No problem though for two wonderful reasons - Let’s Encrypt and Certbot .
Let’s Encrypt is a free, automated, and open certificate authority (CA), run for the public’s benefit. It is a service provided by the Internet Security Research Group. They provide free TLS certificates to allow websites to use SSL.
Certbot, managed by the Electronic Frontiers Foundation, is a utility to automatically obtain certificates for a website from Let’s Encrypt, and change the server configuration files to use them.
This makes this whole process amazingly painless. There’s really no excuse for not adding this to your websites, and I’d highly encourage you to donate to both projects if you use Certbot.
Certbot
I’m running NGINX on Ubuntu LTS on my VPS’s, so installation was a snap (pun intended). I just followed the instructions which involved installing the snap, adding a symlink to ensure it was in my path, then running the bot passing it a flag to say I was using NGINX.

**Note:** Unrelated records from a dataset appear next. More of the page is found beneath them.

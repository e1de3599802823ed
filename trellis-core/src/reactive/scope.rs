//! Effect Scopes
//!
//! A `Scope` owns reactive effects — listeners, subscriptions, derived
//! values, child scopes — and tears them all down in one call. Widgets run
//! their render functions inside a scope so every effect created during the
//! render dies with the widget.
//!
//! The current scope is ambient: `Scope::run` installs it on a thread-local
//! stack for the duration of a closure, and anything that wants scope
//! ownership asks `Scope::current`. Because lifecycle work can suspend and
//! resume later, `AmbientSnapshot` captures the current scope together with
//! the active dependency collectors and re-activates both around the
//! resumed code.

use std::cell::RefCell;
use std::fmt;
use std::sync::atomic::{AtomicBool, AtomicU64, Ordering};
use std::sync::Arc;

use parking_lot::Mutex;

use super::derived::DerivedValue;
use super::listener::Listener;
use super::observer::Subscription;
use super::tracker::{self, Collector};

/// Anything a scope can own and tear down.
pub trait OwnedEffect: Send + Sync {
    fn destroy(&self);

    /// Temporarily silence the effect. Optional; effects without a pause
    /// notion ignore it.
    fn pause(&self) {}

    fn unpause(&self) {}
}

impl OwnedEffect for Listener {
    fn destroy(&self) {
        Listener::destroy(self);
    }

    fn pause(&self) {
        Listener::pause(self);
    }

    fn unpause(&self) {
        Listener::unpause(self);
    }
}

impl OwnedEffect for Subscription {
    fn destroy(&self) {
        Subscription::destroy(self);
    }

    fn pause(&self) {
        self.listener().pause();
    }

    fn unpause(&self) {
        self.listener().unpause();
    }
}

impl OwnedEffect for DerivedValue {
    fn destroy(&self) {
        DerivedValue::destroy(self);
    }

    fn pause(&self) {
        DerivedValue::pause(self);
    }

    fn unpause(&self) {
        DerivedValue::unpause(self);
    }
}

struct ScopeInner {
    id: u64,
    name: Option<Arc<str>>,
    effects: Mutex<Vec<Box<dyn OwnedEffect>>>,
    destroyed: AtomicBool,
    paused: AtomicBool,
}

/// An ownership bucket for reactive effects.
///
/// Cloning shares the bucket; destroying any handle destroys all owned
/// effects exactly once.
#[derive(Clone)]
pub struct Scope {
    inner: Arc<ScopeInner>,
}

thread_local! {
    static SCOPES: RefCell<Vec<Scope>> = const { RefCell::new(Vec::new()) };
}

struct ScopeGuard;

impl Drop for ScopeGuard {
    fn drop(&mut self) {
        SCOPES.with(|stack| {
            stack.borrow_mut().pop();
        });
    }
}

impl Scope {
    /// Create a scope. When `attach_to_parent` is set and a scope is
    /// currently active, the new scope is owned by it and dies with it.
    pub fn new(attach_to_parent: bool, name: Option<&str>) -> Self {
        static COUNTER: AtomicU64 = AtomicU64::new(0);
        let scope = Self {
            inner: Arc::new(ScopeInner {
                id: COUNTER.fetch_add(1, Ordering::Relaxed),
                name: name.map(Arc::from),
                effects: Mutex::new(Vec::new()),
                destroyed: AtomicBool::new(false),
                paused: AtomicBool::new(false),
            }),
        };
        if attach_to_parent {
            if let Some(parent) = Scope::current() {
                parent.add(Box::new(scope.clone()));
            }
        }
        scope
    }

    /// The innermost active scope, if any.
    pub fn current() -> Option<Scope> {
        SCOPES.with(|stack| stack.borrow().last().cloned())
    }

    pub fn name(&self) -> Option<&str> {
        self.inner.name.as_deref()
    }

    /// Run `f` with this scope active.
    pub fn run<R>(&self, f: impl FnOnce() -> R) -> R {
        SCOPES.with(|stack| stack.borrow_mut().push(self.clone()));
        let _guard = ScopeGuard;
        f()
    }

    /// Take ownership of an effect. Returns false (and destroys the effect)
    /// if the scope is already gone.
    pub fn add(&self, effect: Box<dyn OwnedEffect>) -> bool {
        if self.is_destroyed() {
            tracing::warn!(
                scope = self.inner.id,
                name = self.inner.name.as_deref().unwrap_or(""),
                "effect added to a destroyed scope; destroying it"
            );
            effect.destroy();
            return false;
        }
        self.inner.effects.lock().push(effect);
        true
    }

    pub fn effect_count(&self) -> usize {
        self.inner.effects.lock().len()
    }

    /// Destroy every owned effect. Idempotent, and safe to call from inside
    /// one of the owned effects.
    pub fn destroy(&self) {
        if self.inner.destroyed.swap(true, Ordering::SeqCst) {
            return;
        }
        // Take the list first so a destructor reaching back into this scope
        // sees it already empty.
        let effects = std::mem::take(&mut *self.inner.effects.lock());
        for effect in effects {
            effect.destroy();
        }
    }

    pub fn is_destroyed(&self) -> bool {
        self.inner.destroyed.load(Ordering::SeqCst)
    }

    /// Pause every owned effect. Idempotent.
    pub fn pause(&self) {
        if self.inner.paused.swap(true, Ordering::SeqCst) {
            return;
        }
        for effect in self.inner.effects.lock().iter() {
            effect.pause();
        }
    }

    /// Resume every owned effect. Idempotent.
    pub fn unpause(&self) {
        if !self.inner.paused.swap(false, Ordering::SeqCst) {
            return;
        }
        for effect in self.inner.effects.lock().iter() {
            effect.unpause();
        }
    }

    pub fn is_paused(&self) -> bool {
        self.inner.paused.load(Ordering::SeqCst)
    }
}

impl OwnedEffect for Scope {
    fn destroy(&self) {
        Scope::destroy(self);
    }

    fn pause(&self) {
        Scope::pause(self);
    }

    fn unpause(&self) {
        Scope::unpause(self);
    }
}

impl fmt::Debug for Scope {
    fn fmt(&self, f: &mut fmt::Formatter<'_>) -> fmt::Result {
        f.debug_struct("Scope")
            .field("id", &self.inner.id)
            .field("name", &self.inner.name)
            .field("destroyed", &self.is_destroyed())
            .finish()
    }
}

/// The ambient context at a suspension point: the active scope and the
/// active dependency collectors.
///
/// Captured before handing control away, resumed when the deferred work
/// continues, so reads in the continuation land in the same collection and
/// effects land in the same scope.
#[derive(Clone, Default)]
pub struct AmbientSnapshot {
    scope: Option<Scope>,
    collectors: Vec<Collector>,
}

impl AmbientSnapshot {
    /// Capture the full ambient context: the active scope and every active
    /// collector.
    pub fn capture() -> Self {
        Self::capture_with(true, true)
    }

    /// Selective capture: choose which ambient facets the snapshot carries.
    /// An omitted facet is simply absent at resume time.
    pub fn capture_with(scope: bool, collectors: bool) -> Self {
        Self {
            scope: if scope { Scope::current() } else { None },
            collectors: if collectors {
                tracker::active_collectors()
            } else {
                Vec::new()
            },
        }
    }

    /// Run `f` with the captured context re-activated.
    pub fn resume<R>(&self, f: impl FnOnce() -> R) -> R {
        match &self.scope {
            Some(scope) => scope.run(|| tracker::with_collectors(&self.collectors, f)),
            None => tracker::with_collectors(&self.collectors, f),
        }
    }
}

#[cfg(test)]
mod tests {
    use super::*;
    use crate::reactive::value::{ObjectId, PropKey};
    use std::sync::atomic::AtomicI32;

    fn owned_counter(scope: &Scope) -> Arc<AtomicI32> {
        let destroyed = Arc::new(AtomicI32::new(0));
        let destroyed_clone = destroyed.clone();
        let listener = Listener::new(|_| {});
        listener.on_destroyed(move || {
            destroyed_clone.fetch_add(1, Ordering::SeqCst);
        });
        scope.add(Box::new(listener));
        destroyed
    }

    #[test]
    fn destroy_tears_down_owned_effects_once() {
        let scope = Scope::new(false, Some("test"));
        let destroyed = owned_counter(&scope);

        scope.destroy();
        scope.destroy();
        assert_eq!(destroyed.load(Ordering::SeqCst), 1);
        assert!(scope.is_destroyed());
    }

    #[test]
    fn add_after_destroy_destroys_the_effect() {
        let scope = Scope::new(false, None);
        scope.destroy();

        let destroyed = Arc::new(AtomicI32::new(0));
        let destroyed_clone = destroyed.clone();
        let listener = Listener::new(|_| {});
        listener.on_destroyed(move || {
            destroyed_clone.fetch_add(1, Ordering::SeqCst);
        });
        assert!(!scope.add(Box::new(listener)));
        assert_eq!(destroyed.load(Ordering::SeqCst), 1);
    }

    #[test]
    fn child_scope_dies_with_its_parent() {
        let parent = Scope::new(false, Some("parent"));
        let child = parent.run(|| Scope::new(true, Some("child")));
        let destroyed = owned_counter(&child);

        parent.destroy();
        assert!(child.is_destroyed());
        assert_eq!(destroyed.load(Ordering::SeqCst), 1);
    }

    #[test]
    fn current_is_restored_after_run_even_on_panic() {
        let scope = Scope::new(false, None);
        let outcome = std::panic::catch_unwind(std::panic::AssertUnwindSafe(|| {
            scope.run(|| panic!("boom"));
        }));
        assert!(outcome.is_err());
        assert!(Scope::current().is_none());
    }

    #[test]
    fn reentrant_destroy_from_an_owned_effect_is_safe() {
        let scope = Scope::new(false, None);
        let scope_clone = scope.clone();
        let listener = Listener::new(|_| {});
        listener.on_destroyed(move || {
            scope_clone.destroy();
        });
        scope.add(Box::new(listener));

        scope.destroy();
        assert!(scope.is_destroyed());
    }

    #[test]
    fn pause_and_unpause_propagate_and_are_idempotent() {
        let scope = Scope::new(false, None);
        let listener = Listener::new(|_| {});
        scope.add(Box::new(listener.clone()));

        scope.pause();
        scope.pause();
        assert!(listener.is_paused());

        scope.unpause();
        assert!(!listener.is_paused());
    }

    #[test]
    fn snapshot_resume_restores_scope_and_collection() {
        let scope = Scope::new(false, Some("outer"));
        let id = ObjectId::new();

        let (_, deps) = tracker::collect(|| {
            let snapshot = scope.run(AmbientSnapshot::capture);
            assert!(Scope::current().is_none());

            snapshot.resume(|| {
                assert!(Scope::current().is_some());
                tracker::track(id, &PropKey::named("late"));
            });
        });
        assert!(deps.contains(id, &PropKey::named("late")));
    }

    #[test]
    fn snapshot_resume_under_nested_collections_unwinds_cleanly() {
        let id = ObjectId::new();
        let (_, outer) = tracker::collect(|| {
            tracker::collect(|| {
                let snapshot = AmbientSnapshot::capture();
                snapshot.resume(|| {
                    tracker::track(id, &PropKey::named("resumed"));
                });
            });
        });
        assert!(outer.contains(id, &PropKey::named("resumed")));
        assert!(!tracker::is_tracking());
    }

    #[test]
    fn selective_capture_carries_only_the_chosen_facets() {
        let scope = Scope::new(false, Some("outer"));
        let id = ObjectId::new();

        let (_, deps) = tracker::collect(|| {
            let scope_only = scope.run(|| AmbientSnapshot::capture_with(true, false));
            let collectors_only = scope.run(|| AmbientSnapshot::capture_with(false, true));

            scope_only.resume(|| {
                assert!(Scope::current().is_some());
            });
            collectors_only.resume(|| {
                assert!(Scope::current().is_none());
                tracker::track(id, &PropKey::named("tracked"));
            });
        });
        assert!(deps.contains(id, &PropKey::named("tracked")));
    }
}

It asks you a couple of questions, intelligently (by reading all the nginx conf files) then downloads the certificates and edits the nginx site conf files to use them. It also adds a systemd timer command to automate checking to see if they need renewed every couple of hours.
Once that’s done, you just go back to your website and you’ve got the magical padlock, and won’t have to worry about it again due to the automatic renewal.